Throughout the month, we will be spotlighting the work of incredible organisations which focus on providing spaces of healing, joy & community – especially for Black LGBTQIA people.

In this article, we find out more about the aims and motivations of Suriya Aisha, who is the co-director of Colours Youth Network.

What were your motivations behind starting Colours of Youth?
Colours Youth Network was set up by LGBTQ PoC youth workers initially to hold a space that shared best practice and an opportunity to support each other. From there it grew to create spaces for young queer and trans people of colour. Our motivations have always been to create spaces that de-centre whiteness and provide young people with an opportunity to love and celebrate all of who they are. Often white led organisations do not understand the intersection of challenges faced by young queer people of colour, Colours gives them activities, workshops and meetings led by other LGBTQ people of colour which can serve all of their needs.

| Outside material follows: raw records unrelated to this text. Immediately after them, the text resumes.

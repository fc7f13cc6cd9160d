//! Database operations for categories and brands.

use chrono::{DateTime, Utc};
use sqlx::PgPool;

use tindahan_core::{BrandId, CategoryId};

use super::RepositoryError;
use crate::models::catalog::{Brand, Category};

// =============================================================================
// Internal Row Types
// =============================================================================

#[derive(Debug, sqlx::FromRow)]
struct CategoryRow {
    id: i32,
    name: String,
    slug: String,
    created_at: DateTime<Utc>,
    updated_at: DateTime<Utc>,
}

impl From<CategoryRow> for Category {
    fn from(row: CategoryRow) -> Self {
        Self {
            id: CategoryId::new(row.id),
            name: row.name,
            slug: row.slug,
            created_at: row.created_at,
            updated_at: row.updated_at,
        }
    }
}

#[derive(Debug, sqlx::FromRow)]
struct BrandRow {
    id: i32,
    name: String,
    slug: String,
    created_at: DateTime<Utc>,
    updated_at: DateTime<Utc>,
}

impl From<BrandRow> for Brand {
    fn from(row: BrandRow) -> Self {
        Self {
            id: BrandId::new(row.id),
            name: row.name,
            slug: row.slug,
            created_at: row.created_at,
            updated_at: row.updated_at,
        }
    }
}

// =============================================================================
// Category Repository
// =============================================================================

/// Repository for category database operations.
pub struct CategoryRepository<'a> {
    pool: &'a PgPool,
}

impl<'a> CategoryRepository<'a> {
    /// Create a new category repository.
    #[must_use]
    pub const fn new(pool: &'a PgPool) -> Self {
        Self { pool }
    }

    /// List all categories by name.
    ///
    /// # Errors
    ///
    /// Returns `RepositoryError::Database` if the query fails.
    pub async fn list(&self) -> Result<Vec<Category>, RepositoryError> {
        let rows = sqlx::query_as::<_, CategoryRow>(
            "SELECT id, name, slug, created_at, updated_at FROM categories ORDER BY name",
        )
        .fetch_all(self.pool)
        .await?;

        Ok(rows.into_iter().map(Into::into).collect())
    }

    /// Get a category by ID.
    ///
    /// # Errors
    ///
    /// Returns `RepositoryError::Database` if the query fails.
    pub async fn get(&self, id: CategoryId) -> Result<Option<Category>, RepositoryError> {
        let row = sqlx::query_as::<_, CategoryRow>(
            "SELECT id, name, slug, created_at, updated_at FROM categories WHERE id = $1",
        )
        .bind(id)
        .fetch_optional(self.pool)
        .await?;

        Ok(row.map(Into::into))
    }

    /// Create a category.
    ///
    /// # Errors
    ///
    /// Returns `RepositoryError::Conflict` if the slug is already taken.
    /// Returns `RepositoryError::Database` for other database errors.
    pub async fn create(&self, name: &str, slug: &str) -> Result<Category, RepositoryError> {
        let row = sqlx::query_as::<_, CategoryRow>(
            r"
            INSERT INTO categories (name, slug)
            VALUES ($1, $2)
            RETURNING id, name, slug, created_at, updated_at
            ",
        )
        .bind(name)
        .bind(slug)
        .fetch_one(self.pool)
        .await
        .map_err(|e| map_slug_conflict(e, "categories_slug_key"))?;

        Ok(row.into())
    }

    /// Update a category.
    ///
    /// # Errors
    ///
    /// Returns `RepositoryError::NotFound` if the category doesn't exist.
    /// Returns `RepositoryError::Conflict` if the new slug is taken.
    pub async fn update(
        &self,
        id: CategoryId,
        name: &str,
        slug: &str,
    ) -> Result<Category, RepositoryError> {
        let row = sqlx::query_as::<_, CategoryRow>(
            r"
            UPDATE categories
            SET name = $2, slug = $3, updated_at = NOW()
            WHERE id = $1
            RETURNING id, name, slug, created_at, updated_at
            ",
        )
        .bind(id)
        .bind(name)
        .bind(slug)
        .fetch_optional(self.pool)
        .await
        .map_err(|e| map_slug_conflict(e, "categories_slug_key"))?
        .ok_or(RepositoryError::NotFound)?;

        Ok(row.into())
    }

    /// Delete a category.
    ///
    /// # Returns
    ///
    /// Returns `true` if the category was deleted, `false` if it didn't exist.
    ///
    /// # Errors
    ///
    /// Returns `RepositoryError::Conflict` if products still reference it.
    pub async fn delete(&self, id: CategoryId) -> Result<bool, RepositoryError> {
        let result = sqlx::query("DELETE FROM categories WHERE id = $1")
            .bind(id)
            .execute(self.pool)
            .await
            .map_err(|e| map_fk_conflict(e, "category still has products"))?;

        Ok(result.rows_affected() > 0)
    }

    /// Count all categories (dashboard stat).
    ///
    /// # Errors
    ///
    /// Returns `RepositoryError::Database` if the query fails.
    pub async fn count(&self) -> Result<i64, RepositoryError> {
        let (count,): (i64,) = sqlx::query_as("SELECT COUNT(*) FROM categories")
            .fetch_one(self.pool)
            .await?;
        Ok(count)
    }
}

// =============================================================================
// Brand Repository
// =============================================================================

/// Repository for brand database operations.
pub struct BrandRepository<'a> {
    pool: &'a PgPool,
}

impl<'a> BrandRepository<'a> {
    /// Create a new brand repository.
    #[must_use]
    pub const fn new(pool: &'a PgPool) -> Self {
        Self { pool }
    }

    /// List all brands by name.
    ///
    /// # Errors
    ///
    /// Returns `RepositoryError::Database` if the query fails.
    pub async fn list(&self) -> Result<Vec<Brand>, RepositoryError> {
        let rows = sqlx::query_as::<_, BrandRow>(
            "SELECT id, name, slug, created_at, updated_at FROM brands ORDER BY name",
        )
        .fetch_all(self.pool)
        .await?;

        Ok(rows.into_iter().map(Into::into).collect())
    }

    /// Get a brand by ID.
    ///
    /// # Errors
    ///
    /// Returns `RepositoryError::Database` if the query fails.
    pub async fn get(&self, id: BrandId) -> Result<Option<Brand>, RepositoryError> {
        let row = sqlx::query_as::<_, BrandRow>(
            "SELECT id, name, slug, created_at, updated_at FROM brands WHERE id = $1",
        )
        .bind(id)
        .fetch_optional(self.pool)
        .await?;

        Ok(row.map(Into::into))
    }

    /// Create a brand.
    ///
    /// # Errors
    ///
    /// Returns `RepositoryError::Conflict` if the slug is already taken.
    pub async fn create(&self, name: &str, slug: &str) -> Result<Brand, RepositoryError> {
        let row = sqlx::query_as::<_, BrandRow>(
            r"
            INSERT INTO brands (name, slug)
            VALUES ($1, $2)
            RETURNING id, name, slug, created_at, updated_at
            ",
        )
        .bind(name)
        .bind(slug)
        .fetch_one(self.pool)
        .await
        .map_err(|e| map_slug_conflict(e, "brands_slug_key"))?;

        Ok(row.into())
    }

    /// Update a brand.
    ///
    /// # Errors
    ///
    /// Returns `RepositoryError::NotFound` if the brand doesn't exist.
    /// Returns `RepositoryError::Conflict` if the new slug is taken.
    pub async fn update(
        &self,
        id: BrandId,
        name: &str,
        slug: &str,
    ) -> Result<Brand, RepositoryError> {
        let row = sqlx::query_as::<_, BrandRow>(
            r"
            UPDATE brands
            SET name = $2, slug = $3, updated_at = NOW()
            WHERE id = $1
            RETURNING id, name, slug, created_at, updated_at
            ",
        )
        .bind(id)
        .bind(name)
        .bind(slug)
        .fetch_optional(self.pool)
        .await
        .map_err(|e| map_slug_conflict(e, "brands_slug_key"))?
        .ok_or(RepositoryError::NotFound)?;

        Ok(row.into())
    }

    /// Delete a brand.
    ///
    /// # Returns
    ///
    /// Returns `true` if the brand was deleted, `false` if it didn't exist.
    ///
    /// # Errors
    ///
    /// Returns `RepositoryError::Conflict` if products still reference it.
    pub async fn delete(&self, id: BrandId) -> Result<bool, RepositoryError> {
        let result = sqlx::query("DELETE FROM brands WHERE id = $1")
            .bind(id)
            .execute(self.pool)
            .await
            .map_err(|e| map_fk_conflict(e, "brand still has products"))?;

        Ok(result.rows_affected() > 0)
    }

    /// Count all brands (dashboard stat).
    ///
    /// # Errors
    ///
    /// Returns `RepositoryError::Database` if the query fails.
    pub async fn count(&self) -> Result<i64, RepositoryError> {
        let (count,): (i64,) = sqlx::query_as("SELECT COUNT(*) FROM brands")
            .fetch_one(self.pool)
            .await?;
        Ok(count)
    }
}

// =============================================================================
// Error Mapping
// =============================================================================

fn map_slug_conflict(e: sqlx::Error, constraint: &str) -> RepositoryError {
    if let sqlx::Error::Database(ref db_err) = e
        && db_err.constraint() == Some(constraint)
    {
        return RepositoryError::Conflict("Slug already taken".to_string());
    }
    RepositoryError::Database(e)
}

fn map_fk_conflict(e: sqlx::Error, message: &str) -> RepositoryError {
    if let sqlx::Error::Database(ref db_err) = e
        && db_err.is_foreign_key_violation()
    {
        return RepositoryError::Conflict(message.to_string());
    }
    RepositoryError::Database(e)
}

What is your proudest moment with Colours of Youth? 
For the last two years, we have held our flagship event Colours Youth Festival -which brings together young queer people of colour together from all over the UK – we’re talking from Scotland to Bournemouth! The day is full of workshops and activities from leading practitioners. The pride comes to us, the moment the first group of young people walk through the door, to see the excitement and curiosity on their faces, and to feel the confidence that you’re able to create a day for them full of care and celebration is an amazing feeling- all made possible with a sick team of staff and volunteers who put their heart and soul into the day.
How did you continue to create a community through online spaces?
We usually hold a residential in the summer – where we take a group of about 30 young people into nature and take part in outdoor activities. As we weren’t able to do this we held an all-day event online which was a beautiful way to connect with young people who we’ve seen before and new faces. It’s allowed us to reach young people who may not have been able to attend in person for whatever reason, which has been lovely. We’re also really excited about the quarterly space we’ve launched for LGBT POC youth workers. Being a QTIPOC worker can be really isolating if you’re one or one of a few people leading a project in a white-led organisation. There’s unspoken challenges there that only a few will understand. These meetings are focused on sharing wellbeing practices and building a network of support. If anyone is interested they can sign up here: coloursyouthuk.eventbrite.co.uk
Could you give us a final message of hope for young people who may be struggling?
Wherever you are in exploring and celebrating your identity, it is valid. There are so many people just like you, and as alone as you might feel there is someone who ‘gets it’. If you’re out to yourself – YAY we’re so proud of you, take the next steps in the time that feels right for you, spaces like colours and many others are here whenever you’re ready.